Circadian time-dependent effects of fencamfamine on inhibition of dopamine uptake and release in rat striatal slices

Abstract

Fencamfamine (FCF) is a central stimulant that facilitates central dopaminergic transmission through inhibition of dopamine uptake and enhanced release of the transmitter. We evaluated the changes in the inhibition of uptake and the release of striatal [ 3H]-dopamine at 9:00 and 21:00 h, times corresponding to maximal and minimal behavioral responses to FCF, respectively. Adult male Wistar rats (200-250 g) maintained on a 12-h light/12-h dark cycle (lights on at 7:00 h) were used. In the behavioral experiments the rats (N = 8 for each group) received FCF (3.5 mg/kg, ip) or saline at 9:00 or 21:00 h.
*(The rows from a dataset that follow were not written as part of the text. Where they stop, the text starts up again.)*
//! Replicated Key/Value Store Interface
//!
//! Every durable piece of cluster state (resource locks, peer records, volume
//! entries) lives in a linearizable key/value store shared by all peers. This
//! module defines the contract the rest of the daemon relies on and ships two
//! backends.
//!
//! ## Contract
//! - **Put / Get / Delete**: plain key operations, values are JSON text.
//! - **Prefix scan**: returns every live entry under a prefix, ordered by key.
//! - **Leases**: `create_with_lease` is an atomic create-if-absent whose entry
//!   disappears when the lease is revoked or not kept alive within its TTL.
//!   This is the primitive the resource lock is built on.
//!
//! ## Submodules
//! - **`memory`**: in-process backend, hosted by one node of the cluster.
//! - **`client`**: HTTP client used by every other node to reach the hosted store.
//! - **`handlers`** / **`protocol`**: the HTTP surface of a hosted store.

pub mod client;
pub mod handlers;
pub mod memory;
pub mod protocol;


use crate::error::StoreResult;

use async_trait::async_trait;
use serde::{Deserialize, Serialize};
use std::fmt;
use std::sync::Arc;
use std::time::Duration;

/// Root of every key written by the daemon.
pub const GLOBAL_PREFIX: &str = "clusterd/";

/// Namespace reserved for resource locks, kept apart from domain data.
pub const LOCK_PREFIX: &str = "clusterd/locks/";

/// Identifier of a lease granted by the store.
#[derive(Debug, Clone, Copy, PartialEq, Eq, Hash, Serialize, Deserialize)]
pub struct LeaseId(pub u64);

impl fmt::Display for LeaseId {
    fn fmt(&self, f: &mut fmt::Formatter<'_>) -> fmt::Result {
        write!(f, "{:x}", self.0)
    }
}

/// A single entry returned by a prefix scan.
#[derive(Debug, Clone, PartialEq, Eq, Serialize, Deserialize)]
pub struct KeyValue {
    pub key: String,
    pub value: String,
}

/// Shared handle to whichever backend the daemon was started with.
pub type SharedStore = Arc<dyn KvStore>;

#[async_trait]
pub trait KvStore: Send + Sync {
    async fn put(&self, key: &str, value: String) -> StoreResult<()>;

    async fn get(&self, key: &str) -> StoreResult<Option<String>>;

    /// Returns whether a live entry was removed.
    async fn delete(&self, key: &str) -> StoreResult<bool>;

    async fn get_prefix(&self, prefix: &str) -> StoreResult<Vec<KeyValue>>;

    /// Atomically creates `key` bound to a fresh lease of length `ttl`.
    ///
    /// Returns `None` when a live entry already exists under `key`. An entry
    /// whose lease has expired counts as absent.
    async fn create_with_lease(
        &self,
        key: &str,
        value: String,
        ttl: Duration,
    ) -> StoreResult<Option<LeaseId>>;

    /// Extends a lease by its TTL. Returns `false` if it already expired.
    async fn keep_alive(&self, lease: LeaseId) -> StoreResult<bool>;

    /// Revokes a lease and deletes the entries still bound to it.
    /// Revoking an unknown or expired lease is a no-op.
    async fn revoke(&self, lease: LeaseId) -> StoreResult<()>;
}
Fifteen minutes after treatment the duration of activity (sniffing, rearing and locomotion) was recorded for 120 min. The basal motor activity was higher (28.6 ± 4.2 vs 8.4 ± 3.5 s) after saline administration at 21:00 h than at 9:00 h. FCF at a single dose significantly enhanced the basal motor activity (38.3 ± 4.5 vs 8.4 ± 3.5 s) and increased the duration of exploratory activity (38.3 ± 4.5 vs 32.1 ± 4.6 s) during the light, but not the dark phase. Two other groups of rats (N = 6 for each group) were decapitated at 9:00 and 21:00 h and striata were dissected for dopamine uptake and relase assays. The inhibition of uptake and release of [ 3H]-dopamine were higher at 9:00 than at 21:00 h, suggesting that uptake inhibition and the release properties of FCF undergo daily variation. These data suggest that the circadian time-dependent effects of FCF might be related to a higher susceptibility of dopamine presynaptic terminals to the action of FCF during the light phase which corresponds to the rats' resting period.